A single number is wanted: how many lines of the data include the string "match".

(Data to process begins)

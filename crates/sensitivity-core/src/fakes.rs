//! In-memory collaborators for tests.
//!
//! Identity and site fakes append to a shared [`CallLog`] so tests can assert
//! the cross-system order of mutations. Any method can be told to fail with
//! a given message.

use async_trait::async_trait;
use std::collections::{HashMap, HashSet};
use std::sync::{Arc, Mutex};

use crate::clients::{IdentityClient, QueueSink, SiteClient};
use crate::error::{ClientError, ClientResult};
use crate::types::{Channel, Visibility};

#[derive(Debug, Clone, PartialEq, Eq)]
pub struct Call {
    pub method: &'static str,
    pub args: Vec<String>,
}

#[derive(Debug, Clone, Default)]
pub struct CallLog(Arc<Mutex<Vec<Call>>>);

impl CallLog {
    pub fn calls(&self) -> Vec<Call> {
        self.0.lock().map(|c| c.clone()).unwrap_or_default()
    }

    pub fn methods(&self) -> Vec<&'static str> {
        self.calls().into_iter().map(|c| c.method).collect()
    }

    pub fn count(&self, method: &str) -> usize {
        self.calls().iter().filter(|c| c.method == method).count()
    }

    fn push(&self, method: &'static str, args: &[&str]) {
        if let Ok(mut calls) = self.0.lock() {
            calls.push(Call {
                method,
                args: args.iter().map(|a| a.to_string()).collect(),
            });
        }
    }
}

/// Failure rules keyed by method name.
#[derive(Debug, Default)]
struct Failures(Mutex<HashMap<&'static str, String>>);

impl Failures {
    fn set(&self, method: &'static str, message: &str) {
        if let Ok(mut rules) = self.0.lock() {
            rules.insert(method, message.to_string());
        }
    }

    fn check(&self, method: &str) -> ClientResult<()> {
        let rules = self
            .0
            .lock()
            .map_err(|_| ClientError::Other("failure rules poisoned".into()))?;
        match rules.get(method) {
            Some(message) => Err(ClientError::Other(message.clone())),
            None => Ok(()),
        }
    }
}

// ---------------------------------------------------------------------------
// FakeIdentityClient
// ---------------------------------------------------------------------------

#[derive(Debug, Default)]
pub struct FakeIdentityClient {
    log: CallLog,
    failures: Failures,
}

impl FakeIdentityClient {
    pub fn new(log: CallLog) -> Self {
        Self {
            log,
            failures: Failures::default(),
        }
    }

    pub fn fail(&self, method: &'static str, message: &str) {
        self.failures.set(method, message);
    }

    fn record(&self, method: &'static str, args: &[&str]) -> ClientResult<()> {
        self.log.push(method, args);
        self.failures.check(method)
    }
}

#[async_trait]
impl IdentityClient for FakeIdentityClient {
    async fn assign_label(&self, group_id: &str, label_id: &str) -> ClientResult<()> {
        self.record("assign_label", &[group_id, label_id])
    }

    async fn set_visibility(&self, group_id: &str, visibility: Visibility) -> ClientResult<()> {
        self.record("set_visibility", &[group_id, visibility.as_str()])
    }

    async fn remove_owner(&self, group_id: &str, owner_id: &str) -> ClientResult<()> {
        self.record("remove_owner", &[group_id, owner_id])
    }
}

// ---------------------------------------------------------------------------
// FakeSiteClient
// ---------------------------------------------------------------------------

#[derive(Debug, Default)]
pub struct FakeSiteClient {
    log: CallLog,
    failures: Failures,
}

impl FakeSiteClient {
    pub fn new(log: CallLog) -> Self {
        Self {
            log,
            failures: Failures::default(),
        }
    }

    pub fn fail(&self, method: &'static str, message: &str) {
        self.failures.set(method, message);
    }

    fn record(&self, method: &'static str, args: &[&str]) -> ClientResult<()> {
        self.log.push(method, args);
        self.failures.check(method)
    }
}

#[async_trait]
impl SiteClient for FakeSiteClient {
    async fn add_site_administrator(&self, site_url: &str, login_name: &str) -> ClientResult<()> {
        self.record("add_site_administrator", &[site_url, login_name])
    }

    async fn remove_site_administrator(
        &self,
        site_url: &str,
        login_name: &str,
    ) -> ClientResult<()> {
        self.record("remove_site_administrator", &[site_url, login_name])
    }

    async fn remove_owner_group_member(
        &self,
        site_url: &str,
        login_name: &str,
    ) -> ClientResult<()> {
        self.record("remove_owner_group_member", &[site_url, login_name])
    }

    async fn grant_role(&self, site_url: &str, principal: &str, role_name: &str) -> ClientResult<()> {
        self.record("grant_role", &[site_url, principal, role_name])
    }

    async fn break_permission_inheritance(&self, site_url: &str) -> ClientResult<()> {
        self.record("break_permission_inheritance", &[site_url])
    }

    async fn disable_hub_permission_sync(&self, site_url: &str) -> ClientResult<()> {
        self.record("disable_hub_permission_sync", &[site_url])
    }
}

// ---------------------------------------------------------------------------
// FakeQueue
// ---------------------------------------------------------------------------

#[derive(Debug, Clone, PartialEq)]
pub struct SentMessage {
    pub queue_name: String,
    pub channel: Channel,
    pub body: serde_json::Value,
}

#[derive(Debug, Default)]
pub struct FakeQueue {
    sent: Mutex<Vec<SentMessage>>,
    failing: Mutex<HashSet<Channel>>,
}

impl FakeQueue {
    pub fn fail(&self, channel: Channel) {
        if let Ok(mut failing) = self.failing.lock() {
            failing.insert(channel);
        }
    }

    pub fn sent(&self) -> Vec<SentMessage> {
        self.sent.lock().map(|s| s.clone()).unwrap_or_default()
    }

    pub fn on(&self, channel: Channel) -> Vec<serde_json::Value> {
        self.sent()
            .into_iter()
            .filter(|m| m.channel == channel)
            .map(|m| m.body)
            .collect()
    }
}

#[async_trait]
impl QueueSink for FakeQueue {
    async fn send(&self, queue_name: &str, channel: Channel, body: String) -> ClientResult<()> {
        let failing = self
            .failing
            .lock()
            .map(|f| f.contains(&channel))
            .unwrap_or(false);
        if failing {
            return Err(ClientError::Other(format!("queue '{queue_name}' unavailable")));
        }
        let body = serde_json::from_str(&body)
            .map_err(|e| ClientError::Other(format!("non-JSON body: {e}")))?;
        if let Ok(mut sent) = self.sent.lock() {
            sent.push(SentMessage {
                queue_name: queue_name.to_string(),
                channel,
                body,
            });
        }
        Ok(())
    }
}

(Data to process ends)
(Data to process begins)

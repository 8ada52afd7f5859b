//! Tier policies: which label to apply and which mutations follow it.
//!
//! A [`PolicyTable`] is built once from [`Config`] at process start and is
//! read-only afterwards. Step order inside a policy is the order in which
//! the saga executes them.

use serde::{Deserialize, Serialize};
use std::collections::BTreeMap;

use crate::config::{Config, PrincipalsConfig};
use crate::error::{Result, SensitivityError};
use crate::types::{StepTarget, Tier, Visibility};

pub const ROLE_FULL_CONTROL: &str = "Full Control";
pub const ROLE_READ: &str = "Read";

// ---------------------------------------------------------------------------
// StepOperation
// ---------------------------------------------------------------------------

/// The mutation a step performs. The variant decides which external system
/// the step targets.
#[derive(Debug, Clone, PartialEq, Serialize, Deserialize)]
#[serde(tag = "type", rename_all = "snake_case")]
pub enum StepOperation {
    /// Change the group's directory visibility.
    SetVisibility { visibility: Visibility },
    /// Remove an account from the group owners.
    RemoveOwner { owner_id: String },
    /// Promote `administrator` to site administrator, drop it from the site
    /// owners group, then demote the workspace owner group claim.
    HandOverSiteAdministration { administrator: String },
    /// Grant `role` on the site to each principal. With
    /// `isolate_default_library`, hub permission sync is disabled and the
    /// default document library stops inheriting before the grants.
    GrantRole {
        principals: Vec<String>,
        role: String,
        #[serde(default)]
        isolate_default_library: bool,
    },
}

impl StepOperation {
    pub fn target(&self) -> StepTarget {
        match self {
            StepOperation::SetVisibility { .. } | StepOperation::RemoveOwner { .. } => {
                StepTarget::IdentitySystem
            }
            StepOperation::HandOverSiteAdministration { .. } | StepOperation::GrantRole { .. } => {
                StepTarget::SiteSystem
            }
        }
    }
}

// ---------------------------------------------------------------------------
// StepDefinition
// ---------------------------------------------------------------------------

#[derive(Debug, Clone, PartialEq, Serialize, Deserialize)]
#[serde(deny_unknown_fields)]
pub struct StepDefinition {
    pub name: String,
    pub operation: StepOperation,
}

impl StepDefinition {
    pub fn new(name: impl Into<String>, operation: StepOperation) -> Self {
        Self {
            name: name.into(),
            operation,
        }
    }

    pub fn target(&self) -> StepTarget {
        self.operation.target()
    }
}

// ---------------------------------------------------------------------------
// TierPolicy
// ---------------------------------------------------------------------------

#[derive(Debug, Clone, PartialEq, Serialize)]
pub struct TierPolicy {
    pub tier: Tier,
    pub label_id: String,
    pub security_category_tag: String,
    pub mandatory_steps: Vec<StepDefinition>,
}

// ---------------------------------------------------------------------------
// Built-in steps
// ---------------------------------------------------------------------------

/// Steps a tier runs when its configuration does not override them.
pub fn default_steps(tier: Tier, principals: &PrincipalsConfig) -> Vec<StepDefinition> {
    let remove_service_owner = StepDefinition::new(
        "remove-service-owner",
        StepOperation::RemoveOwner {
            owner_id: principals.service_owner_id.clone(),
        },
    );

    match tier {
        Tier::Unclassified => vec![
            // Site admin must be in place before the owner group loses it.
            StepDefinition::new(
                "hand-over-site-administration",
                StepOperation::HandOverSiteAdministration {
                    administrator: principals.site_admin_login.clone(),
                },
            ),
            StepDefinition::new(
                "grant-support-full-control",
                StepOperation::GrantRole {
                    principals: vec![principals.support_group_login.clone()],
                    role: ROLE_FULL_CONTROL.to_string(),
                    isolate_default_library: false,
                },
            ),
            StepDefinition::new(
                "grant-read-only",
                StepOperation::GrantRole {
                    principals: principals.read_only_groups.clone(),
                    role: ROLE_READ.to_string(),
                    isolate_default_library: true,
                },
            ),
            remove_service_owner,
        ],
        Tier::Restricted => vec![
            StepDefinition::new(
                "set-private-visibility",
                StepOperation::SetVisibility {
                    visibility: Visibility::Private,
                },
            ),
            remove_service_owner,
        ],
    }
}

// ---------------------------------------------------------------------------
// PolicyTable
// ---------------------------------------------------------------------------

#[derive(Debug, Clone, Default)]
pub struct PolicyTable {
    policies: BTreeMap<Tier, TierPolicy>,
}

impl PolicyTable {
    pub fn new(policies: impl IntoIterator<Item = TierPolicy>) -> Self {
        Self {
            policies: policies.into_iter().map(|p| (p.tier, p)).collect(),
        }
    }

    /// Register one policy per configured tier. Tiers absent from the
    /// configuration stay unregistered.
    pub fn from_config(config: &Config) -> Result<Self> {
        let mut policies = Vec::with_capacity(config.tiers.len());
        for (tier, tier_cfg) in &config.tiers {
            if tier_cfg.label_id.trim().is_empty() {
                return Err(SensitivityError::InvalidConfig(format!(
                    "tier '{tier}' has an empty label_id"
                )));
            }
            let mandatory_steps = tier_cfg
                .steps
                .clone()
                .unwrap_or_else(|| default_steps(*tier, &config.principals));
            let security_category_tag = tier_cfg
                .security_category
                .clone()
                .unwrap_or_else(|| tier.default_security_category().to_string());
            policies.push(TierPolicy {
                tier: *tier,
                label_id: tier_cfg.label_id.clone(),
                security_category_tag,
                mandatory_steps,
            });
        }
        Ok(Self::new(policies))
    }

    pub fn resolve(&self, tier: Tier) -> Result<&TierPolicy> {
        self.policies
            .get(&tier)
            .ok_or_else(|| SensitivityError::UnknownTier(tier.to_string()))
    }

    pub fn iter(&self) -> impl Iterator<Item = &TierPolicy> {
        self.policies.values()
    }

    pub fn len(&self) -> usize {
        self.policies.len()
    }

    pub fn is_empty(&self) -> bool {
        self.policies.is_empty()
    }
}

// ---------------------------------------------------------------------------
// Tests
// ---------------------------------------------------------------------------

(Data to process ends)

Task result: 3